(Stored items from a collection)
// Route exports
pub mod treks;

use actix_web::web;

pub fn configure_routes(cfg: &mut web::ServiceConfig) {
    cfg.service(
        web::scope("/api/v1")
            .configure(treks::configure),
    );
}
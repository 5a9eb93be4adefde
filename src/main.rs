use actix_cors::Cors;
use actix_web::{web, App, HttpServer, HttpResponse, middleware, error, http::StatusCode};
use trek_match::config::Settings;
use trek_match::core::{Matcher, TrekCategories};
use trek_match::routes::{self, treks::AppState};
use trek_match::services::{CacheManager, TrekCatalog, WeatherClient};
use std::sync::Arc;
use tracing::{info, error};
use tracing_subscriber::EnvFilter;

/// JSON error response for JSON payload errors
#[derive(Debug, serde::Serialize)]
pub struct JsonError {
    pub error: String,
    pub message: String,
    pub status_code: u16,
}

impl std::fmt::Display for JsonError {
    fn fmt(&self, f: &mut std::fmt::Formatter<'_>) -> std::fmt::Result {
        write!(f, "{}: {}", self.error, self.message)
    }
}

impl std::error::Error for JsonError {}

impl error::ResponseError for JsonError {
    fn error_response(&self) -> HttpResponse {
        HttpResponse::build(StatusCode::from_u16(self.status_code).unwrap_or(StatusCode::BAD_REQUEST))
            .json(self)
    }
}

/// Handle JSON payload errors
pub fn handle_json_payload_error(err: error::JsonPayloadError, req: &actix_web::HttpRequest) -> actix_web::Error {
    tracing::info!("JSON payload error on {}: {}", req.path(), err);
    JsonError {
        error: "invalid_json".to_string(),
        message: format!("Invalid JSON: {}", err),
        status_code: 400,
    }
    .into()
}

/// Handle query payload errors
pub fn handle_query_payload_error(err: error::QueryPayloadError, _req: &actix_web::HttpRequest) -> actix_web::Error {
    JsonError {
        error: "invalid_query".to_string(),
        message: format!("Invalid query: {}", err),
        status_code: 400,
    }
    .into()
}

fn init_logging(level: &str, format: &str) {
    let filter = EnvFilter::try_new(level).unwrap_or_else(|_| EnvFilter::new("info"));

    let subscriber = tracing_subscriber::fmt()
        .with_env_filter(filter)
        .with_target(false)
        .with_level(true);

    if format == "pretty" {
        subscriber.pretty().init();
    } else {
        subscriber.init();
    }
}

fn startup_error(context: &str, err: impl std::fmt::Display) -> std::io::Error {
    error!("{}: {}", context, err);
    std::io::Error::new(std::io::ErrorKind::Other, format!("{}: {}", context, err))
}

#[actix_web::main]
async fn main() -> std::io::Result<()> {
    // Load .env file if present
    dotenv::dotenv().ok();

    let settings = Settings::load();

    // LOG_LEVEL / LOG_FORMAT win over the logging section
    let (log_level, log_format) = match &settings {
        Ok(s) => (s.logging.level.clone(), s.logging.format.clone()),
        Err(_) => ("info".to_string(), "json".to_string()),
    };
    let log_level = std::env::var("LOG_LEVEL").unwrap_or(log_level);
    let log_format = std::env::var("LOG_FORMAT").unwrap_or(log_format);
    init_logging(&log_level, &log_format);

    info!("Starting Trek Match service...");

    let settings = settings.map_err(|e| startup_error("Failed to load configuration", e))?;

    info!("Configuration loaded successfully");

    // Load the trek catalog
    let catalog = TrekCatalog::load(&settings.catalog.path)
        .map_err(|e| startup_error("Failed to load trek catalog", e))?;

    if catalog.is_empty() {
        tracing::warn!("Trek catalog at {} is empty", settings.catalog.path);
    }

    // Load category tables, falling back to the bundled ones
    let categories = match &settings.catalog.categories_path {
        Some(path) => TrekCategories::load(path)
            .map_err(|e| startup_error("Failed to load category tables", e))?,
        None => TrekCategories::default(),
    };

    let thresholds = settings.matching.thresholds();
    let matcher = Matcher::new(categories, thresholds);

    info!("Matcher initialized with thresholds: {:?}", thresholds);

    // Initialize weather client with its reading cache
    let weather_cache = CacheManager::new(
        settings.weather.cache_size,
        settings.weather.cache_ttl_secs,
    );

    let weather = WeatherClient::new(
        settings.weather.base_url.clone(),
        settings.weather.api_key.clone(),
        settings.weather.timeout_secs,
    )
    .map_err(|e| startup_error("Failed to create weather client", e))?
    .with_cache(weather_cache);

    if weather.is_configured() {
        info!("Weather client initialized (TTL: {}s)", settings.weather.cache_ttl_secs);
    } else {
        info!("No weather API key configured, serving placeholder readings");
    }

    // Build application state
    let app_state = AppState {
        catalog: Arc::new(catalog),
        matcher,
        weather,
    };

    // Configure HTTP server
    let host = settings.server.host.clone();
    let port = settings.server.port;
    let workers = settings.server.workers.unwrap_or(4);

    info!("Starting HTTP server on {}:{}", host, port);

    HttpServer::new(move || {
        let cors = Cors::permissive();

        App::new()
            .app_data(web::Data::new(app_state.clone()))
            .app_data(web::JsonConfig::default().error_handler(handle_json_payload_error))
            .app_data(web::QueryConfig::default().error_handler(handle_query_payload_error))
            .wrap(cors)
            .wrap(middleware::Logger::default())
            .wrap(middleware::Compress::default())
            .configure(routes::configure_routes)
    })
    .workers(workers)
    .bind((host, port))?
    .run()
    .await
}
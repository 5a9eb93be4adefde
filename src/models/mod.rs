// Model exports
pub mod domain;
pub mod requests;
pub mod responses;

pub use domain::{
    AgeGroup, Experience, FitnessLevel, HealthIssue, MatchResult, PreferenceSet, RankThresholds,
    Trek, TrekType, DEFAULT_DIFFICULTY,
};
pub use requests::{TrekMatchRequest, WeatherQuery};
pub use responses::{ErrorResponse, HealthResponse, TrekListResponse, TrekMatchResponse};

PROBLEM REQUIREMENTS:
Restate the data above word for word.

OUTPUT FOR THIS EXERCISE:
// Route exports
pub mod treks;

use actix_web::web;

pub fn configure_routes(cfg: &mut web::ServiceConfig) {
    cfg.service(
        web::scope("/api/v1")
            .configure(treks::configure),
    );
}
repository 5a9eb93be4adefde
filename src/main.rs
use actix_cors::Cors;
use actix_web::{web, App, HttpServer, HttpResponse, middleware, error, http::StatusCode};
use trek_match::config::Settings;
use trek_match::core::{Matcher, TrekCategories};
use trek_match::routes::{self, treks::AppState};
use trek_match::services::{CacheManager, TrekCatalog, WeatherClient};
use std::sync::Arc;
use tracing::{info, error};
use tracing_subscriber::EnvFilter;

/// JSON error response for JSON payload errors
#[derive(Debug, serde::Serialize)]
pub struct JsonError {
    pub error: String,
    pub message: String,
    pub status_code: u16,
}

impl std::fmt::Display for JsonError {
    fn fmt(&self, f: &mut std::fmt::Formatter<'_>) -> std::fmt::Result {
        write!(f, "{}: {}", self.error, self.message)
    }
}

impl std::error::Error for JsonError {}

impl error::ResponseError for JsonError {
    fn error_response(&self) -> HttpResponse {
        HttpResponse::build(StatusCode::from_u16(self.status_code).unwrap_or(StatusCode::BAD_REQUEST))
            .json(self)
    }
}

/// Handle JSON payload errors
pub fn handle_json_payload_error(err: error::JsonPayloadError, req: &actix_web::HttpRequest) -> actix_web::Error {
    tracing::info!("JSON payload error on {}: {}", req.path(), err);
    JsonError {
        error: "invalid_json".to_string(),
        message: format!("Invalid JSON: {}", err),
        status_code: 400,
    }
    .into()
}

/// Handle query payload errors
pub fn handle_query_payload_error(err: error::QueryPayloadError, _req: &actix_web::HttpRequest) -> actix_web::Error {
    JsonError {
        error: "invalid_query".to_string(),
        message: format!("Invalid query: {}", err),
        status_code: 400,
    }
    .into()
}

fn init_logging(level: &str, format: &str) {
    let filter = EnvFilter::try_new(level).unwrap_or_else(|_| EnvFilter::new("info"));

    let subscriber = tracing_subscriber::fmt()
        .with_env_filter(filter)
        .with_target(false)
        .with_level(true);

    if format == "pretty" {
        subscriber.pretty().init();
    } else {
        subscriber.init();
    }
}

fn startup_error(context: &str, err: impl std::fmt::Display) -> std::io::Error {
    error!("{}: {}", context, err);
    std::io::Error::new(std::io::ErrorKind::Other, format!("{}: {}", context, err))
}

#[actix_web::main]
async fn main() -> std::io::Result<()> {
    // Load .env file if present
    dotenv::dotenv().ok();

    let settings = Settings::load();

    // LOG_LEVEL / LOG_FORMAT win over the logging section
    let (log_level, log_format) = match &settings {
        Ok(s) => (s.logging.level.clone(), s.logging.format.clone()),
        Err(_) => ("info".to_string(), "json".to_string()),
    };
    let log_level = std::env::var("LOG_LEVEL").unwrap_or(log_level);
    let log_format = std::env::var("LOG_FORMAT").unwrap_or(log_format);
    init_logging(&log_level, &log_format);

    info!("Starting Trek Match service...");

    let settings = settings.map_err(|e| startup_error("Failed to load configuration", e))?;

    info!("Configuration loaded successfully");

    // Load the trek catalog
    let catalog = TrekCatalog::load(&settings.catalog.path)
        .map_err(|e| startup_error("Failed to load trek catalog", e))?;

    if catalog.is_empty() {
        tracing::warn!("Trek catalog at {} is empty", settings.catalog.path);
    }

    // Load category tables, falling back to the bundled ones
    let categories = match &settings.catalog.categories_path {
        Some(path) => TrekCategories::load(path)
            .map_err(|e| startup_error("Failed to load category tables", e))?,
        None => TrekCategories::default(),
    };

    let thresholds = settings.matching.thresholds();
    let matcher = Matcher::new(categories, thresholds);

    info!("Matcher initialized with thresholds: {:?}", thresholds);

    // Initialize weather client with its reading cache
    let weather_cache = CacheManager::new(
        settings.weather.cache_size,
        settings.weather.cache_ttl_secs,
    );

    let weather = WeatherClient::new(
        settings.weather.base_url.clone(),
        settings.weather.api_key.clone(),
        settings.weather.timeout_secs,
    )
    .map_err(|e| startup_error("Failed to create weather client", e))?
    .with_cache(weather_cache);

    if weather.is_configured() {
        info!("Weather client initialized (TTL: {}s)", settings.weather.cache_ttl_secs);
    } else {
        info!("No weather API key configured, serving placeholder readings");
    }

    // Build application state
    let app_state = AppState {
        catalog: Arc::new(catalog),
        matcher,
        weather,
    };

    // Configure HTTP server
    let host = settings.server.host.clone();
    let port = settings.server.port;
    let workers = settings.server.workers.unwrap_or(4);

    info!("Starting HTTP server on {}:{}", host, port);

    HttpServer::new(move || {
        let cors = Cors::permissive();

        App::new()
            .app_data(web::Data::new(app_state.clone()))
            .app_data(web::JsonConfig::default().error_handler(handle_json_payload_error))
            .app_data(web::QueryConfig::default().error_handler(handle_query_payload_error))
            .wrap(cors)
            .wrap(middleware::Logger::default())
            .wrap(middleware::Compress::default())
            .configure(routes::configure_routes)
    })
    .workers(workers)
    .bind((host, port))?
    .run()
    .await
}
repository 5a9eb93be4adefde
filename src/models/mod.rs
// Model exports
pub mod domain;
pub mod requests;
pub mod responses;

pub use domain::{
    AgeGroup, Experience, FitnessLevel, HealthIssue, MatchResult, PreferenceSet, RankThresholds,
    Trek, TrekType, DEFAULT_DIFFICULTY,
};
pub use requests::{TrekMatchRequest, WeatherQuery};
pub use responses::{ErrorResponse, HealthResponse, TrekListResponse, TrekMatchResponse};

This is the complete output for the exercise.